**Saved data entries**.
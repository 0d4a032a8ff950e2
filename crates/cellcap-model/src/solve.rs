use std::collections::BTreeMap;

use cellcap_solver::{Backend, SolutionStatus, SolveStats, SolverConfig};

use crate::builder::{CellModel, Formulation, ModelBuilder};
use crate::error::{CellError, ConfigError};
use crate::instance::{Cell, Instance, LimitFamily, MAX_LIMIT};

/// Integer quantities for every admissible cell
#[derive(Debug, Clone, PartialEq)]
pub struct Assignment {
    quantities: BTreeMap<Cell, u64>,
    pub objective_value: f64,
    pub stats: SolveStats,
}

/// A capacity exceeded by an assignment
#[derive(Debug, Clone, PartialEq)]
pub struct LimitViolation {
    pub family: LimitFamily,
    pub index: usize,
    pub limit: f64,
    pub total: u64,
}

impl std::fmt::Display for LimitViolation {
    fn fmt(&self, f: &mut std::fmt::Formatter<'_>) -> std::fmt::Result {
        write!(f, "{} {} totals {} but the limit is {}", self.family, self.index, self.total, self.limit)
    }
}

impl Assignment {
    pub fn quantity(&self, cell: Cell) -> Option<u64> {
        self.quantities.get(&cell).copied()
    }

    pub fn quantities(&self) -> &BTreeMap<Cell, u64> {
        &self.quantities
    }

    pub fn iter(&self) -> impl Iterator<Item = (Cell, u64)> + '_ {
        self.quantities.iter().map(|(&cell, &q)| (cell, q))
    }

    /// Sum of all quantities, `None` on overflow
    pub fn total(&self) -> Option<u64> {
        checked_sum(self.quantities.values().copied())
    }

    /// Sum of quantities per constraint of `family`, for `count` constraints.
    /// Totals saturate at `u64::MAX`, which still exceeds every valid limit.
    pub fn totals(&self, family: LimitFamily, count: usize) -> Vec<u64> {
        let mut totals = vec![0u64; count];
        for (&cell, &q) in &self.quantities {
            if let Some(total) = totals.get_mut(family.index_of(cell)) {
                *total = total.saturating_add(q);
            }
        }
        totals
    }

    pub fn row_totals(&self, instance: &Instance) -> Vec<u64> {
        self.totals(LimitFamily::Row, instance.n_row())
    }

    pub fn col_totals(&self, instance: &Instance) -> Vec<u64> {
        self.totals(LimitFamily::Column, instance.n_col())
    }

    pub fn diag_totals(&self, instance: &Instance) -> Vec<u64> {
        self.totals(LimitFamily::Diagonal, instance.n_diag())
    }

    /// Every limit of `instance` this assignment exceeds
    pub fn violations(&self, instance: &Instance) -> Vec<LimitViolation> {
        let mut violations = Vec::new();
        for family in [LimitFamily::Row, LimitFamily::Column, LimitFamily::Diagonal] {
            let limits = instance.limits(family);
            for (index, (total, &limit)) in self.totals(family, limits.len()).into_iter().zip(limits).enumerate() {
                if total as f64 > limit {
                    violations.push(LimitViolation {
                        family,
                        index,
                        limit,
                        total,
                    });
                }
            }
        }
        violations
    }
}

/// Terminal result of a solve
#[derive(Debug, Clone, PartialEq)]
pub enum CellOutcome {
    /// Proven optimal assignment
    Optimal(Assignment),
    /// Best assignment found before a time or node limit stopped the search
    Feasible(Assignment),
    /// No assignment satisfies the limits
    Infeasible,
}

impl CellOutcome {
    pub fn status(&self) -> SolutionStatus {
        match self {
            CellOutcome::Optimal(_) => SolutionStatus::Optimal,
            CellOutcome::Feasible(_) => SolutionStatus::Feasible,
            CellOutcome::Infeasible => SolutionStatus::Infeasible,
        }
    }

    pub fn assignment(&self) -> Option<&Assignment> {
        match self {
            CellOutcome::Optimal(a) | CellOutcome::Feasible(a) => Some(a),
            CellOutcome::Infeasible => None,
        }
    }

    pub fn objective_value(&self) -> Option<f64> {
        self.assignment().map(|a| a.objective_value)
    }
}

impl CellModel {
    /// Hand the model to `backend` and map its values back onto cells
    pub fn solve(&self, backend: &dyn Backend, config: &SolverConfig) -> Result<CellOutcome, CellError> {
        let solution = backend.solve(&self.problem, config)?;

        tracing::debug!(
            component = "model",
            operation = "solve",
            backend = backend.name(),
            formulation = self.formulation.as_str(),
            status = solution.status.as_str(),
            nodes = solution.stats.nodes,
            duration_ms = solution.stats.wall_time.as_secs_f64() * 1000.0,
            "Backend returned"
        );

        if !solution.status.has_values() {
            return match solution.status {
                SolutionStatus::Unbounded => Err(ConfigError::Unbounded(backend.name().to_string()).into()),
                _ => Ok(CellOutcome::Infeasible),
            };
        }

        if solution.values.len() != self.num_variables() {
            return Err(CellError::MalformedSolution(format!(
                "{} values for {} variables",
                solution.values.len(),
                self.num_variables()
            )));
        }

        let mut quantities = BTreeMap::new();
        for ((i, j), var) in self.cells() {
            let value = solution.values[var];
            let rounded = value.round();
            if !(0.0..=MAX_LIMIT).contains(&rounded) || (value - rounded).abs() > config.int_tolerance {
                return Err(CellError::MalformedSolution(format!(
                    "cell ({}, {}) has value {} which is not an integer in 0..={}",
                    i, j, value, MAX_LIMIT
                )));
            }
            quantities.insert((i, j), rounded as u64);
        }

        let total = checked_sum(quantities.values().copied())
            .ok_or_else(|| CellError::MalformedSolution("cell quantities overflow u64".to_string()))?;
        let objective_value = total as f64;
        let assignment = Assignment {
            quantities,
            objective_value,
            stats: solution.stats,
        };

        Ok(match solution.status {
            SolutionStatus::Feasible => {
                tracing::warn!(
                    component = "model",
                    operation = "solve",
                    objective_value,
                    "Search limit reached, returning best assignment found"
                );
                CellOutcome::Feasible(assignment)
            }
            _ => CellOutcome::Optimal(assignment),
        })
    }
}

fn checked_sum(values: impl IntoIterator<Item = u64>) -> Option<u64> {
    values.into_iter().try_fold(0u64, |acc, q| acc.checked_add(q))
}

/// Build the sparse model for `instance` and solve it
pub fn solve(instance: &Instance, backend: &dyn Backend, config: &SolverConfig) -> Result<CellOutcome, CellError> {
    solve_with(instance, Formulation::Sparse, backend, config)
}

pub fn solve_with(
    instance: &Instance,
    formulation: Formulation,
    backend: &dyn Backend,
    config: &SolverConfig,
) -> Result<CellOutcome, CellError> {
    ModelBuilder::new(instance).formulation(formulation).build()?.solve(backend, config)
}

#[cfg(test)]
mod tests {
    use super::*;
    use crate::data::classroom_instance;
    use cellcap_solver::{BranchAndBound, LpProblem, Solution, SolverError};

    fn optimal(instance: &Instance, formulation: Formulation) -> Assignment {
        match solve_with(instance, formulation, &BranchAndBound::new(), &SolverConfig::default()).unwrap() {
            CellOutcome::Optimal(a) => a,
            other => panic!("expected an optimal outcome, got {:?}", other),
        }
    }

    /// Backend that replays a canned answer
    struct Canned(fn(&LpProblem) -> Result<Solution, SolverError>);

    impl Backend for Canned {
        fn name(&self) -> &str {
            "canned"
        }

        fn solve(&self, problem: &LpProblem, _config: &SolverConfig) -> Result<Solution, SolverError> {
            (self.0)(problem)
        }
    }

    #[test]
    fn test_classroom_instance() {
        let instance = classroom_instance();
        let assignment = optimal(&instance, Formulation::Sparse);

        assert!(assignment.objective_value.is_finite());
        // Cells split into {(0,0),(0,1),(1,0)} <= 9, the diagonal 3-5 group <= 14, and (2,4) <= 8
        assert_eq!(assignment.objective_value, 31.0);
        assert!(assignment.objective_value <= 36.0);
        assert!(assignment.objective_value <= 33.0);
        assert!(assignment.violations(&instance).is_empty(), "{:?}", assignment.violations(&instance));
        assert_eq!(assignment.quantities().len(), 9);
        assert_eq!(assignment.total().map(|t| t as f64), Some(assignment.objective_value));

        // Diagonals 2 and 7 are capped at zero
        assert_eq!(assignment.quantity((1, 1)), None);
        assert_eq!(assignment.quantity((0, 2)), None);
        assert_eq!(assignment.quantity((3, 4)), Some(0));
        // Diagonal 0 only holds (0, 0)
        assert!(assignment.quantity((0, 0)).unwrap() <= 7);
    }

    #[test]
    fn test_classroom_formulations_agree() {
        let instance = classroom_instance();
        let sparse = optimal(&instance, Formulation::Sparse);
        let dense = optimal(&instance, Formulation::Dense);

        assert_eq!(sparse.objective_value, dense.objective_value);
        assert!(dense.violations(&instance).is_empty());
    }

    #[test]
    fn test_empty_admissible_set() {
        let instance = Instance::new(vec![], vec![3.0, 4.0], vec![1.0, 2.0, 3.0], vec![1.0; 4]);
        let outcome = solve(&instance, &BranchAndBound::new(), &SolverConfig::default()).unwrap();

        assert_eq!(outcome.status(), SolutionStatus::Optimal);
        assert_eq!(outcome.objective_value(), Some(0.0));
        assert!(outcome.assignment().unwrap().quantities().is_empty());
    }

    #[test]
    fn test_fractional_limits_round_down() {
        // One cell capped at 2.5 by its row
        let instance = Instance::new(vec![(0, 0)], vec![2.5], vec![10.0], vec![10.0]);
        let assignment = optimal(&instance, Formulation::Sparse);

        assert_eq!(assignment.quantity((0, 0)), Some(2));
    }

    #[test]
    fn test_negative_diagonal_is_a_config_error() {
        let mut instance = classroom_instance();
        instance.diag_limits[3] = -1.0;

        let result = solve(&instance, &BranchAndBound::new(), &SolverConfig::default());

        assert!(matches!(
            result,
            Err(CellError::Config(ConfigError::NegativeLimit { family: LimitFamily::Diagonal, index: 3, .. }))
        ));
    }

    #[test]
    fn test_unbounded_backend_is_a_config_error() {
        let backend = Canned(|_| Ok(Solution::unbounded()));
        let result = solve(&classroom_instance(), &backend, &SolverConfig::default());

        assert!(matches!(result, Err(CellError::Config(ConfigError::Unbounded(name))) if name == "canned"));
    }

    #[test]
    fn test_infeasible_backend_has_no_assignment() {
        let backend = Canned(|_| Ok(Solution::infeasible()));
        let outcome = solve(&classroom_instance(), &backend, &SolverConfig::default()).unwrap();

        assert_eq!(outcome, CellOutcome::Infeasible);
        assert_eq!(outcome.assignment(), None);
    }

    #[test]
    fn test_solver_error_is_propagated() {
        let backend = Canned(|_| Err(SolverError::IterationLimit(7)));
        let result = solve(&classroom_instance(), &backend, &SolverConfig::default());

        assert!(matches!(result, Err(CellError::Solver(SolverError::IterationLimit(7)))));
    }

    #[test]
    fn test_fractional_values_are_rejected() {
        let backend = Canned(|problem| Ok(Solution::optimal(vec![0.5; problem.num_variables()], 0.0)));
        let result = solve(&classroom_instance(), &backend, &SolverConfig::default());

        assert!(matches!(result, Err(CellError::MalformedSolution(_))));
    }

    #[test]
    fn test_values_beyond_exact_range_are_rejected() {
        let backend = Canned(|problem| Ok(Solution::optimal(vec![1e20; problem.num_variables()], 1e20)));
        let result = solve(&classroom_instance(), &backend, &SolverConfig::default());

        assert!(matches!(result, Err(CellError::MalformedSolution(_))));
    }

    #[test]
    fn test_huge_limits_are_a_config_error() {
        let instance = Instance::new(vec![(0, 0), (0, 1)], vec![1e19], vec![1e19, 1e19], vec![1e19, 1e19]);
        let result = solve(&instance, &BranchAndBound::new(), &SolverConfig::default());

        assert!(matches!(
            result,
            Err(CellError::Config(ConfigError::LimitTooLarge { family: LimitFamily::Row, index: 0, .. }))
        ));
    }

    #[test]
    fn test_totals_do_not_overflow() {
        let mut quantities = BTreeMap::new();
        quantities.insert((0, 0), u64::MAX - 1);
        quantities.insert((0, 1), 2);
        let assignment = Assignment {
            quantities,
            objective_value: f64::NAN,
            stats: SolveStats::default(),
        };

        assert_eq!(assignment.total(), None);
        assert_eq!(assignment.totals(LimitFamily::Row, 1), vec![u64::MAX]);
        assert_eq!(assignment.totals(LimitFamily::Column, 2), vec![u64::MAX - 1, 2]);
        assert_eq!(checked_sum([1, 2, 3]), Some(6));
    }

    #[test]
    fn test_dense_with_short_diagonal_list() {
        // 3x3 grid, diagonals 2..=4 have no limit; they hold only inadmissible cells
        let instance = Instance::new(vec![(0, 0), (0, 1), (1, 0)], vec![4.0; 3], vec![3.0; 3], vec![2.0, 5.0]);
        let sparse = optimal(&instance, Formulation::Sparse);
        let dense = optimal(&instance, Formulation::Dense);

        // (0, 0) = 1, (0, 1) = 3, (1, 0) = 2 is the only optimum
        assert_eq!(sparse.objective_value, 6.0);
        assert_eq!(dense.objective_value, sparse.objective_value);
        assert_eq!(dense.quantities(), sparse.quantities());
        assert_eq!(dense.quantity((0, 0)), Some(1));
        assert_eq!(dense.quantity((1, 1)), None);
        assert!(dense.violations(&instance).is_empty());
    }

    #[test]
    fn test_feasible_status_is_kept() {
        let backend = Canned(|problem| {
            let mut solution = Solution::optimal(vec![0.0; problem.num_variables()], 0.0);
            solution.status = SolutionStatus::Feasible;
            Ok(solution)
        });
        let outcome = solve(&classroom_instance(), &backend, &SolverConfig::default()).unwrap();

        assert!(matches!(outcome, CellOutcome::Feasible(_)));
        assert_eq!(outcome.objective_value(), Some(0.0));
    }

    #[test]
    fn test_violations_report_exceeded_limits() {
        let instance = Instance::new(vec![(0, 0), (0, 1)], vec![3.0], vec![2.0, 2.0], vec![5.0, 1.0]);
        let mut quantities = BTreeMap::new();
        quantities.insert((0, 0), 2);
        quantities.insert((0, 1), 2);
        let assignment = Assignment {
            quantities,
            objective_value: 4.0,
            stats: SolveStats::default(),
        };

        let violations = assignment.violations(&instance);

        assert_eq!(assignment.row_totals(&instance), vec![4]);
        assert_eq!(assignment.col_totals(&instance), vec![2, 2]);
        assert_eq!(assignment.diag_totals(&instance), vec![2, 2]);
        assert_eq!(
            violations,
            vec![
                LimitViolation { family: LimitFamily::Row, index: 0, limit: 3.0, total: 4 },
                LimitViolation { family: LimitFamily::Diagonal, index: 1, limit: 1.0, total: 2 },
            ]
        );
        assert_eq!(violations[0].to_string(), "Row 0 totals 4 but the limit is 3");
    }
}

==

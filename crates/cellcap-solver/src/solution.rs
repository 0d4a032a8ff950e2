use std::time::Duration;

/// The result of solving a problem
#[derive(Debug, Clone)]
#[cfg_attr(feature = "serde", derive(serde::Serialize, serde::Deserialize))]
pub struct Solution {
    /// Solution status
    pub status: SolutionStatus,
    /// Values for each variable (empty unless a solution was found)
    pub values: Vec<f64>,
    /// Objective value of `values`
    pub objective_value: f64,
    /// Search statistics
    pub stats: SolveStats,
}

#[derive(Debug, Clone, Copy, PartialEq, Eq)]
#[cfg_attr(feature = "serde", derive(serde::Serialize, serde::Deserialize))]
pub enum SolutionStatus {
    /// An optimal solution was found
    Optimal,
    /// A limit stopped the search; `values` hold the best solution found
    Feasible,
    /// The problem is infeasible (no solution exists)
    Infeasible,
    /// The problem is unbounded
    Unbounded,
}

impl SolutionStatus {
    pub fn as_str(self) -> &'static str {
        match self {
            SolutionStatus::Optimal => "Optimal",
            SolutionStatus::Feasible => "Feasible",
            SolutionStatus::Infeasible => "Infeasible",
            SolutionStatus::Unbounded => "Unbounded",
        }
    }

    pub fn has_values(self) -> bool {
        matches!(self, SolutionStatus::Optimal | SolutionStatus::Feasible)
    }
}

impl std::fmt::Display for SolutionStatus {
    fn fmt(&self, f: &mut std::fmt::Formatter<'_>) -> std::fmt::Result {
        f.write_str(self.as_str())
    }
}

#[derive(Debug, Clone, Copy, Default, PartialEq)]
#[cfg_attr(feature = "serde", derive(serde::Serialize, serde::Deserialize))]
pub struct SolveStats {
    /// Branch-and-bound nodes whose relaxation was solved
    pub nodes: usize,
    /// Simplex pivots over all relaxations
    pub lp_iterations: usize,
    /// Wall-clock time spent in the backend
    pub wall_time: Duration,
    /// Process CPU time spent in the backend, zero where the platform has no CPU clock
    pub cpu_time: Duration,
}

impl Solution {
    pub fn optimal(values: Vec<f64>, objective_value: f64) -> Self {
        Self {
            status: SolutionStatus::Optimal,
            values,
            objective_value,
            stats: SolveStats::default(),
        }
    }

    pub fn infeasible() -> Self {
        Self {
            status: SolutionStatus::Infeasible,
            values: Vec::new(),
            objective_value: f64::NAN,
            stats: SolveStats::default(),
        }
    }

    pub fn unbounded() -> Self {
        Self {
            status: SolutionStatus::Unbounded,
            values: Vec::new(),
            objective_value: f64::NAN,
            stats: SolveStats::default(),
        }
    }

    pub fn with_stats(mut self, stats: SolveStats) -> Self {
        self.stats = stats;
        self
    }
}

**Task details**. Look through the records above and please copy every line in which the string "spent" occurs.

**Reply**.
    /// Wall-clock time spent in the backend
    /// Process CPU time spent in the backend, zero where the platform has no CPU clock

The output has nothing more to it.